In this book, Grandma adds a new item to Lily’s kit: a roots cord, a knotted length of soft cord that Lily can squeeze and release. If your child has a Feelings First Aid Kit from Book 1, this is a lovely chance to add to it together.
A simple braided or knotted cord works beautifully. Let your child help make it. The act of building the kit together is itself part of the work. The kit grows alongside the series, and your child carries new tools forward into each book.
Practise squeeze and release together.
The squeeze and release technique in this book is a child-friendly version of progressive muscle relaxation, a tool used widely by therapists to help with anxiety, tension, and overwhelm.
It’s simple. Squeeze your hands tight, hold for a few seconds, then release slowly. Notice how the body feels different on the other side. Practise it together when your child is calm, so it’s familiar when they need it.
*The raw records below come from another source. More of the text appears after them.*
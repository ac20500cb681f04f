// ── Template lexer ────────────────────────────────────────────────────────────

use std::fmt;

#[derive(Debug, Clone, PartialEq)]
pub(crate) enum Token {
    Int(i64),
    Float(f64),
    Str(String),
    Name(String),

    // Keywords
    And,
    Or,
    Not,
    If,
    Then,
    Elseif,
    Else,
    End,
    Local,
    True,
    False,
    Nil,

    // Operators and punctuation
    Plus,
    Minus,
    Star,
    Slash,
    SlashSlash,
    Percent,
    Caret,
    Hash,
    EqEq,
    NotEq,
    Lt,
    Le,
    Gt,
    Ge,
    Assign,
    LParen,
    RParen,
    Comma,
    Semi,
    Colon,
    Dot,
    DotDot,

    Eof,
}

impl fmt::Display for Token {
    fn fmt(&self, f: &mut fmt::Formatter<'_>) -> fmt::Result {
        let text = match self {
            Token::Int(v) => return write!(f, "{v}"),
            Token::Float(v) => return write!(f, "{v}"),
            Token::Str(s) => return write!(f, "'{s}'"),
            Token::Name(n) => return write!(f, "{n}"),
            Token::And => "and",
            Token::Or => "or",
            Token::Not => "not",
            Token::If => "if",
            Token::Then => "then",
            Token::Elseif => "elseif",
            Token::Else => "else",
            Token::End => "end",
            Token::Local => "local",
            Token::True => "true",
            Token::False => "false",
            Token::Nil => "nil",
            Token::Plus => "+",
            Token::Minus => "-",
            Token::Star => "*",
            Token::Slash => "/",
            Token::SlashSlash => "//",
            Token::Percent => "%",
            Token::Caret => "^",
            Token::Hash => "#",
            Token::EqEq => "==",
            Token::NotEq => "~=",
            Token::Lt => "<",
            Token::Le => "<=",
            Token::Gt => ">",
            Token::Ge => ">=",
            Token::Assign => "=",
            Token::LParen => "(",
            Token::RParen => ")",
            Token::Comma => ",",
            Token::Semi => ";",
            Token::Colon => ":",
            Token::Dot => ".",
            Token::DotDot => "..",
            Token::Eof => "<eof>",
        };
        f.write_str(text)
    }
}

/// A token with the 1-based line it started on.
#[derive(Debug, Clone, PartialEq)]
pub(crate) struct Spanned {
    pub token: Token,
    pub line: usize,
}

fn keyword(word: &str) -> Option<Token> {
    Some(match word {
        "and" => Token::And,
        "or" => Token::Or,
        "not" => Token::Not,
        "if" => Token::If,
        "then" => Token::Then,
        "elseif" => Token::Elseif,
        "else" => Token::Else,
        "end" => Token::End,
        "local" => Token::Local,
        "true" => Token::True,
        "false" => Token::False,
        "nil" => Token::Nil,
        _ => return None,
    })
}

pub(crate) fn tokenize(src: &str) -> Result<Vec<Spanned>, String> {
    let chars: Vec<char> = src.chars().collect();
    let mut out = Vec::new();
    let mut line = 1;
    let mut i = 0;

    while i < chars.len() {
        let c = chars[i];
        let peek = chars.get(i + 1).copied();

        if c == '\n' {
            line += 1;
            i += 1;
            continue;
        }
        if c.is_whitespace() {
            i += 1;
            continue;
        }
        // Line comment.
        if c == '-' && peek == Some('-') {
            while i < chars.len() && chars[i] != '\n' {
                i += 1;
            }
            continue;
        }

        let start_line = line;
        let token = if c.is_ascii_digit() || (c == '.' && peek.is_some_and(|p| p.is_ascii_digit())) {
            let (tok, next) = number(&chars, i).map_err(|e| format!("line {line}: {e}"))?;
            i = next;
            tok
        } else if c.is_alphabetic() || c == '_' {
            let begin = i;
            while i < chars.len() && (chars[i].is_alphanumeric() || chars[i] == '_') {
                i += 1;
            }
            let word: String = chars[begin..i].iter().collect();
            keyword(&word).unwrap_or(Token::Name(word))
        } else if c == '"' || c == '\'' {
            let (text, next, lines) = string(&chars, i).map_err(|e| format!("line {line}: {e}"))?;
            i = next;
            line += lines;
            Token::Str(text)
        } else {
            let (tok, width) = match (c, peek) {
                ('/', Some('/')) => (Token::SlashSlash, 2),
                ('=', Some('=')) => (Token::EqEq, 2),
                ('~', Some('=')) => (Token::NotEq, 2),
                ('<', Some('=')) => (Token::Le, 2),
                ('>', Some('=')) => (Token::Ge, 2),
                ('.', Some('.')) => (Token::DotDot, 2),
                ('+', _) => (Token::Plus, 1),
                ('-', _) => (Token::Minus, 1),
                ('*', _) => (Token::Star, 1),
                ('/', _) => (Token::Slash, 1),
                ('%', _) => (Token::Percent, 1),
                ('^', _) => (Token::Caret, 1),
                ('#', _) => (Token::Hash, 1),
                ('<', _) => (Token::Lt, 1),
                ('>', _) => (Token::Gt, 1),
                ('=', _) => (Token::Assign, 1),
                ('(', _) => (Token::LParen, 1),
                (')', _) => (Token::RParen, 1),
                (',', _) => (Token::Comma, 1),
                (';', _) => (Token::Semi, 1),
                (':', _) => (Token::Colon, 1),
                ('.', _) => (Token::Dot, 1),
                _ => return Err(format!("line {line}: unexpected symbol near '{c}'")),
            };
            i += width;
            tok
        };
        out.push(Spanned { token, line: start_line });
    }

    out.push(Spanned { token: Token::Eof, line });
    Ok(out)
}

fn number(chars: &[char], start: usize) -> Result<(Token, usize), String> {
    let mut i = start;
    if chars[i] == '0' && matches!(chars.get(i + 1), Some('x' | 'X')) {
        i += 2;
        let begin = i;
        while i < chars.len() && chars[i].is_ascii_hexdigit() {
            i += 1;
        }
        let digits: String = chars[begin..i].iter().collect();
        return i64::from_str_radix(&digits, 16)
            .map(|v| (Token::Int(v), i))
            .map_err(|_| format!("malformed number near '0x{digits}'"));
    }

    let mut is_float = false;
    while i < chars.len() && chars[i].is_ascii_digit() {
        i += 1;
    }
    // `1..2` is concatenation, not a decimal point.
    if chars.get(i) == Some(&'.') && chars.get(i + 1) != Some(&'.') {
        is_float = true;
        i += 1;
        while i < chars.len() && chars[i].is_ascii_digit() {
            i += 1;
        }
    }
    if matches!(chars.get(i), Some('e' | 'E')) {
        let mut j = i + 1;
        if matches!(chars.get(j), Some('+' | '-')) {
            j += 1;
        }
        if chars.get(j).is_some_and(|c| c.is_ascii_digit()) {
            is_float = true;
            i = j;
            while i < chars.len() && chars[i].is_ascii_digit() {
                i += 1;
            }
        }
    }

    let text: String = chars[start..i].iter().collect();
    if i < chars.len() && (chars[i].is_alphanumeric() || chars[i] == '_') {
        return Err(format!("malformed number near '{text}{}'", chars[i]));
    }
    if !is_float {
        if let Ok(v) = text.parse::<i64>() {
            return Ok((Token::Int(v), i));
        }
    }
    text.parse::<f64>()
        .map(|v| (Token::Float(v), i))
        .map_err(|_| format!("malformed number near '{text}'"))
}

/// Returns the decoded text, the index after the closing quote, and how many
/// newlines were consumed.
fn string(chars: &[char], start: usize) -> Result<(String, usize, usize), String> {
    let quote = chars[start];
    let mut out = String::new();
    let mut i = start + 1;
    let mut lines = 0;
    while i < chars.len() {
        let c = chars[i];
        if c == quote {
            return Ok((out, i + 1, lines));
        }
        if c == '\n' {
            return Err("unfinished string".into());
        }
        if c == '\\' {
            let Some(&e) = chars.get(i + 1) else {
                return Err("unfinished string".into());
            };
            match e {
                'n' => out.push('\n'),
                't' => out.push('\t'),
                'r' => out.push('\r'),
                '0' => out.push('\0'),
                '\\' => out.push('\\'),
                '"' => out.push('"'),
                '\'' => out.push('\''),
                '\n' => {
                    out.push('\n');
                    lines += 1;
                }
                other => return Err(format!("invalid escape sequence '\\{other}'")),
            }
            i += 2;
            continue;
        }
        out.push(c);
        i += 1;
    }
    Err("unfinished string".into())
}

// ── Tests ─────────────────────────────────────────────────────────────────────

#[cfg(test)]
mod tests {
    use super::*;

    fn kinds(src: &str) -> Vec<Token> {
        tokenize(src).unwrap().into_iter().map(|s| s.token).collect()
    }

    #[test]
    fn numbers_and_concat() {
        assert_eq!(
            kinds("1 .. 2.5 0x1F 3e2"),
            vec![Token::Int(1), Token::DotDot, Token::Float(2.5), Token::Int(31), Token::Float(300.0), Token::Eof]
        );
        assert_eq!(kinds("1..2"), vec![Token::Int(1), Token::DotDot, Token::Int(2), Token::Eof]);
    }

    #[test]
    fn strings_and_escapes() {
        assert_eq!(kinds(r#"'a\'b' "c\nd""#), vec![
            Token::Str("a'b".into()),
            Token::Str("c\nd".into()),
            Token::Eof,
        ]);
        assert!(tokenize("'open").is_err());
    }

    #[test]
    fn comments_and_lines() {
        let toks = tokenize("a = 1 -- note\nset(a)").unwrap();
        assert_eq!(toks[3].token, Token::Name("set".into()));
        assert_eq!(toks[3].line, 2);
    }

    #[test]
    fn keywords_and_operators() {
        assert_eq!(
            kinds("if not x ~= y then end"),
            vec![
                Token::If,
                Token::Not,
                Token::Name("x".into()),
                Token::NotEq,
                Token::Name("y".into()),
                Token::Then,
                Token::End,
                Token::Eof
            ]
        );
    }

    #[test]
    fn malformed_number() {
        assert!(tokenize("3abc").is_err());
    }
}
Helpful moments to use it:
- before transitions between homes,
- after a difficult conversation,
- at bedtime when worries feel loud,
- or any time the body feels tight, fluttery, or heavy.
End with closeness, not solutions.
When children share heavy feelings, the instinct is often to fix, reassure, or explain. But what children usually need most in those moments is presence. Sitting beside them. Holding their hand. Letting them know you’ve heard them.
As Grandma demonstrates throughout this book, the goal is not resolution. It is connection. A child who feels accompanied through a hard feeling learns that feelings are survivable. That lesson stays with them for life.
Reflection questions to read together.
The story ends with five gentle reflection questions, designed to open conversation between you and your child. There are no right answers. They are simply prompts for connection.
- What does guilt feel like in your body? Where do you feel it, in your chest, your tummy, your shoulders?
- Have you ever felt like something was your fault when it wasn’t? What happened?
- What is one heavy feeling you could squeeze out, and then let go of?
- Who is your “Grandma”, a safe person who helps you when your thoughts get thorny and loud?
- Can you think of a time when you were the roots, when you held on, even during a hard day?
You don’t need to ask all of them at once. Choose one. Let your child sit with it. Come back to the others another day, or another reading.
For therapists and professionals
Using this book in your practice.
Even When… It’s not my fault offers a developmentally appropriate framework for working with guilt, self-blame, somatic awareness, and family conflict. The book’s use of metaphor, body-based regulation, and a tangible coping tool (the roots cord) makes it especially well suited to multi-session work.
Therapeutic themes
- Internalised responsibility and self-blame
- Shame and guilt
- Body-based stress responses
- Emotional literacy and vocabulary
- Nervous system regulation
- Parent-child relational tension
- Sibling co-regulation
Suggested therapeutic applications
- Use Lily’s experience to explore self-blame indirectly before connecting it to the child’s own experience.
- Map where emotions live in the body using Lily’s somatic language (tight chest, fluttery tummy, raised shoulders, prickling eyes) as a starting point.
- Practise squeeze and release within sessions as a grounding and regulation tool.
- Co-create a roots cord in session, exploring what each knot might represent emotionally.
- Use the roots metaphor to differentiate between what belongs to adults and what belongs to children emotionally.
- Use Zac’s silent participation as a reflective mirror for children who internalise rather than externalise emotion, and as a model for sibling co-regulation.
- Explore Lily’s closing affirmation as a transitional object the child can return to between sessions.
Clinical value
The story offers therapists a rare combination of cognitive insight (naming guilt explicitly), somatic awareness (mapping emotion to body), and embodied regulation (squeeze and release, breathwork) within a single narrative. The roots metaphor functions as a containing structure, allowing children to externalise responsibility safely.
Particular care has been taken to honour quieter, more internalising children through Zac’s silent presence, making this book accessible to children whose emotional expression sits below the verbal threshold.